# [Assigned task]
Among the records that follow, count the lines where "target" appears, and state the count by itself.
[Provided information Boundary: Start]
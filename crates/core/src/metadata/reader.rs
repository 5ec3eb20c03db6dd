//! Building an [`Assembly`] model from PE bytes.

use super::bytes::ByteReader;
use super::heaps::{BlobHeap, StringHeap};
use super::model::{
    Assembly, AssemblyReference, ExportedTypeDef, GenericParamDef, Implementation,
    MethodAttributes, MethodDef, ParamDef, ResolutionScope, TypeAttributes, TypeDef, TypeHandle,
    TypeReference,
};
use super::pe::cli_metadata;
use super::signature::{decode_method_sig, decode_type_spec, TypeSig};
use super::tables::{Coded, TableId, TableStream};
use crate::error::{FormatError, LoadError};
use std::collections::HashMap;
use std::path::Path;

const METADATA_SIGNATURE: u32 = 0x424A_5342;

/// Read and parse an assembly file. The assembly name falls back to the file
/// stem when the image has no `Assembly` row (netmodules).
pub fn read_assembly(path: &Path) -> Result<Assembly, LoadError> {
    let data = std::fs::read(path).map_err(|source| LoadError::Io {
        path: path.to_path_buf(),
        source,
    })?;
    let fallback = path
        .file_stem()
        .map(|s| s.to_string_lossy().into_owned())
        .unwrap_or_default();
    let assembly =
        parse_assembly(&data, &fallback).map_err(|e| LoadError::invalid_binary(path, e))?;
    tracing::debug!(
        path = %path.display(),
        assembly = %assembly.name,
        types = assembly.types.len(),
        "read assembly metadata"
    );
    Ok(assembly)
}

/// Parse a PE image held in memory.
pub fn parse_assembly(data: &[u8], fallback_name: &str) -> Result<Assembly, FormatError> {
    let metadata = cli_metadata(data)?;
    let streams = Streams::parse(metadata)?;
    let tables_data = streams
        .tables
        .ok_or_else(|| FormatError::new("metadata has no #~ stream"))?;
    let tables = TableStream::parse(tables_data)?;
    let builder = Builder {
        tables: &tables,
        strings: StringHeap::new(streams.strings.unwrap_or(&[])),
        blobs: BlobHeap::new(streams.blobs.unwrap_or(&[])),
    };
    builder.build(fallback_name)
}

#[derive(Default)]
struct Streams<'a> {
    tables: Option<&'a [u8]>,
    strings: Option<&'a [u8]>,
    blobs: Option<&'a [u8]>,
}

impl<'a> Streams<'a> {
    fn parse(metadata: &'a [u8]) -> Result<Self, FormatError> {
        let mut r = ByteReader::new(metadata);
        let signature = r.u32()?;
        if signature != METADATA_SIGNATURE {
            return Err(FormatError::new(format!(
                "bad metadata signature {:#010x}",
                signature
            )));
        }
        r.skip(2 + 2 + 4)?; // major, minor, reserved
        let version_len = r.u32()? as usize;
        r.skip(version_len)?;
        r.align(4)?;
        r.skip(2)?; // flags
        let count = r.u16()?;

        let mut streams = Streams::default();
        for _ in 0..count {
            let offset = r.u32()? as usize;
            let size = r.u32()? as usize;
            let name = r.c_str()?;
            r.align(4)?;
            let body = offset
                .checked_add(size)
                .and_then(|end| metadata.get(offset..end))
                .ok_or_else(|| {
                    FormatError::new(format!(
                        "stream {} out of range",
                        String::from_utf8_lossy(name)
                    ))
                })?;
            match name {
                b"#~" | b"#-" => streams.tables = Some(body),
                b"#Strings" => streams.strings = Some(body),
                b"#Blob" => streams.blobs = Some(body),
                _ => {}
            }
        }
        Ok(streams)
    }
}

struct Builder<'t, 'a> {
    tables: &'t TableStream<'a>,
    strings: StringHeap<'a>,
    blobs: BlobHeap<'a>,
}

impl Builder<'_, '_> {
    fn build(&self, fallback_name: &str) -> Result<Assembly, FormatError> {
        let name = if self.rows(TableId::Assembly) > 0 {
            self.string(TableId::Assembly, 1, 7)?
        } else {
            fallback_name.to_string()
        };

        let mut assembly = Assembly::new(name);
        assembly.assembly_refs = self.assembly_refs()?;
        assembly.type_refs = self.type_refs()?;
        assembly.type_specs = self.type_specs()?;
        assembly.exported_types = self.exported_types()?;

        let mut method_owner = HashMap::new();
        assembly.types = self.type_defs(&mut method_owner)?;
        self.apply_nesting(&mut assembly.types)?;
        self.apply_generic_params(&mut assembly.types, &method_owner)?;
        Ok(assembly)
    }

    fn rows(&self, table: TableId) -> u32 {
        self.tables.row_count(table)
    }

    fn value(&self, table: TableId, row: u32, col: usize) -> Result<u32, FormatError> {
        self.tables.value(table, row, col)
    }

    fn string(&self, table: TableId, row: u32, col: usize) -> Result<String, FormatError> {
        self.strings.get(self.value(table, row, col)?)
    }

    fn blob(&self, table: TableId, row: u32, col: usize) -> Result<&[u8], FormatError> {
        self.blobs.get(self.value(table, row, col)?)
    }

    fn assembly_refs(&self) -> Result<Vec<AssemblyReference>, FormatError> {
        (1..=self.rows(TableId::AssemblyRef))
            .map(|row| {
                Ok(AssemblyReference {
                    name: self.string(TableId::AssemblyRef, row, 6)?,
                })
            })
            .collect()
    }

    fn type_refs(&self) -> Result<Vec<TypeReference>, FormatError> {
        let mut refs = Vec::new();
        for row in 1..=self.rows(TableId::TypeRef) {
            let raw = self.value(TableId::TypeRef, row, 0)?;
            let scope = match Coded::ResolutionScope.decode(raw)? {
                (_, 0) => ResolutionScope::Unknown,
                (TableId::Module, _) => ResolutionScope::Module,
                (TableId::ModuleRef, r) => ResolutionScope::ModuleRef(r - 1),
                (TableId::AssemblyRef, r) => ResolutionScope::AssemblyRef(r - 1),
                (TableId::TypeRef, r) => ResolutionScope::TypeRef(r - 1),
                _ => ResolutionScope::Unknown,
            };
            refs.push(TypeReference {
                scope,
                name: self.string(TableId::TypeRef, row, 1)?,
                namespace: self.string(TableId::TypeRef, row, 2)?,
            });
        }
        Ok(refs)
    }

    fn type_specs(&self) -> Result<Vec<Option<TypeSig>>, FormatError> {
        let mut specs = Vec::new();
        for row in 1..=self.rows(TableId::TypeSpec) {
            let blob = self.blob(TableId::TypeSpec, row, 0)?;
            match decode_type_spec(blob) {
                Ok(sig) => specs.push(Some(sig)),
                Err(e) => {
                    tracing::debug!(row, error = %e, "undecodable TypeSpec");
                    specs.push(None);
                }
            }
        }
        Ok(specs)
    }

    fn exported_types(&self) -> Result<Vec<ExportedTypeDef>, FormatError> {
        let mut exported = Vec::new();
        for row in 1..=self.rows(TableId::ExportedType) {
            let raw = self.value(TableId::ExportedType, row, 4)?;
            let implementation = match Coded::Implementation.decode(raw)? {
                (TableId::File, r) => Implementation::File(r.saturating_sub(1)),
                (TableId::AssemblyRef, r) if r > 0 => Implementation::AssemblyRef(r - 1),
                (TableId::ExportedType, r) if r > 0 => Implementation::ExportedType(r - 1),
                (table, r) => {
                    return Err(FormatError::new(format!(
                        "ExportedType {} has invalid implementation {:?} row {}",
                        row, table, r
                    )))
                }
            };
            exported.push(ExportedTypeDef {
                name: self.string(TableId::ExportedType, row, 2)?,
                namespace: self.string(TableId::ExportedType, row, 3)?,
                implementation,
            });
        }
        Ok(exported)
    }

    /// Resolve a list-column range `[start, end)` through an optional
    /// pointer table into target rows.
    fn list_rows(
        &self,
        start: u32,
        end: u32,
        ptr: TableId,
        target: TableId,
    ) -> Result<Vec<u32>, FormatError> {
        let limit = if self.rows(ptr) > 0 {
            self.rows(ptr)
        } else {
            self.rows(target)
        };
        let end = end.min(limit + 1);
        let mut rows = Vec::new();
        for i in start.max(1)..end {
            if self.rows(ptr) > 0 {
                rows.push(self.value(ptr, i, 0)?);
            } else {
                rows.push(i);
            }
        }
        Ok(rows)
    }

    fn list_end(
        &self,
        table: TableId,
        row: u32,
        col: usize,
        ptr: TableId,
        target: TableId,
    ) -> Result<u32, FormatError> {
        if row < self.rows(table) {
            self.value(table, row + 1, col)
        } else if self.rows(ptr) > 0 {
            Ok(self.rows(ptr) + 1)
        } else {
            Ok(self.rows(target) + 1)
        }
    }

    fn type_defs(
        &self,
        method_owner: &mut HashMap<u32, (usize, usize)>,
    ) -> Result<Vec<TypeDef>, FormatError> {
        let mut types = Vec::new();
        for row in 1..=self.rows(TableId::TypeDef) {
            let extends = match self.value(TableId::TypeDef, row, 3)? {
                0 => None,
                raw => match Coded::TypeDefOrRef.decode(raw)? {
                    (_, 0) => None,
                    (TableId::TypeDef, r) => Some(TypeHandle::Def(r - 1)),
                    (TableId::TypeRef, r) => Some(TypeHandle::Ref(r - 1)),
                    (_, r) => Some(TypeHandle::Spec(r - 1)),
                },
            };

            let start = self.value(TableId::TypeDef, row, 5)?;
            let end = self.list_end(
                TableId::TypeDef,
                row,
                5,
                TableId::MethodPtr,
                TableId::MethodDef,
            )?;
            let mut methods = Vec::new();
            for method_row in
                self.list_rows(start, end, TableId::MethodPtr, TableId::MethodDef)?
            {
                method_owner.insert(method_row, (types.len(), methods.len()));
                methods.push(self.method_def(method_row)?);
            }

            types.push(TypeDef {
                flags: TypeAttributes(self.value(TableId::TypeDef, row, 0)?),
                name: self.string(TableId::TypeDef, row, 1)?,
                namespace: self.string(TableId::TypeDef, row, 2)?,
                extends,
                enclosing: None,
                generic_params: Vec::new(),
                methods,
            });
        }
        Ok(types)
    }

    fn method_def(&self, row: u32) -> Result<MethodDef, FormatError> {
        let name = self.string(TableId::MethodDef, row, 3)?;
        let signature = match decode_method_sig(self.blob(TableId::MethodDef, row, 4)?) {
            Ok(sig) => Some(sig),
            Err(e) => {
                tracing::debug!(method = %name, error = %e, "undecodable method signature");
                None
            }
        };

        let start = self.value(TableId::MethodDef, row, 5)?;
        let end = self.list_end(TableId::MethodDef, row, 5, TableId::ParamPtr, TableId::Param)?;
        let mut params = Vec::new();
        for param_row in self.list_rows(start, end, TableId::ParamPtr, TableId::Param)? {
            params.push(ParamDef {
                sequence: self.value(TableId::Param, param_row, 1)? as u16,
                name: self.string(TableId::Param, param_row, 2)?,
            });
        }

        Ok(MethodDef {
            name,
            flags: MethodAttributes(self.value(TableId::MethodDef, row, 2)? as u16),
            signature,
            params,
            generic_params: Vec::new(),
        })
    }

    fn apply_nesting(&self, types: &mut [TypeDef]) -> Result<(), FormatError> {
        for row in 1..=self.rows(TableId::NestedClass) {
            let nested = self.value(TableId::NestedClass, row, 0)?;
            let enclosing = self.value(TableId::NestedClass, row, 1)?;
            if nested == 0 || enclosing == 0 || enclosing as usize > types.len() {
                return Err(FormatError::new(format!("NestedClass row {} out of range", row)));
            }
            let ty = types
                .get_mut(nested as usize - 1)
                .ok_or_else(|| FormatError::new(format!("NestedClass row {} out of range", row)))?;
            ty.enclosing = Some(enclosing - 1);
        }
        Ok(())
    }

    fn apply_generic_params(
        &self,
        types: &mut [TypeDef],
        method_owner: &HashMap<u32, (usize, usize)>,
    ) -> Result<(), FormatError> {
        for row in 1..=self.rows(TableId::GenericParam) {
            let param = GenericParamDef {
                number: self.value(TableId::GenericParam, row, 0)? as u16,
                name: self.string(TableId::GenericParam, row, 3)?,
            };
            let owner = self.value(TableId::GenericParam, row, 2)?;
            match Coded::TypeOrMethodDef.decode(owner)? {
                (TableId::TypeDef, r) if r > 0 => {
                    if let Some(ty) = types.get_mut(r as usize - 1) {
                        ty.generic_params.push(param);
                    }
                }
                (TableId::MethodDef, r) => {
                    if let Some((t, m)) = method_owner.get(&r) {
                        types[*t].methods[*m].generic_params.push(param);
                    }
                }
                _ => {}
            }
        }
        for ty in types.iter_mut() {
            ty.generic_params.sort_by_key(|p| p.number);
            for method in &mut ty.methods {
                method.generic_params.sort_by_key(|p| p.number);
            }
        }
        Ok(())
    }
}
[Provided information Boundary: End]
# [Result]
5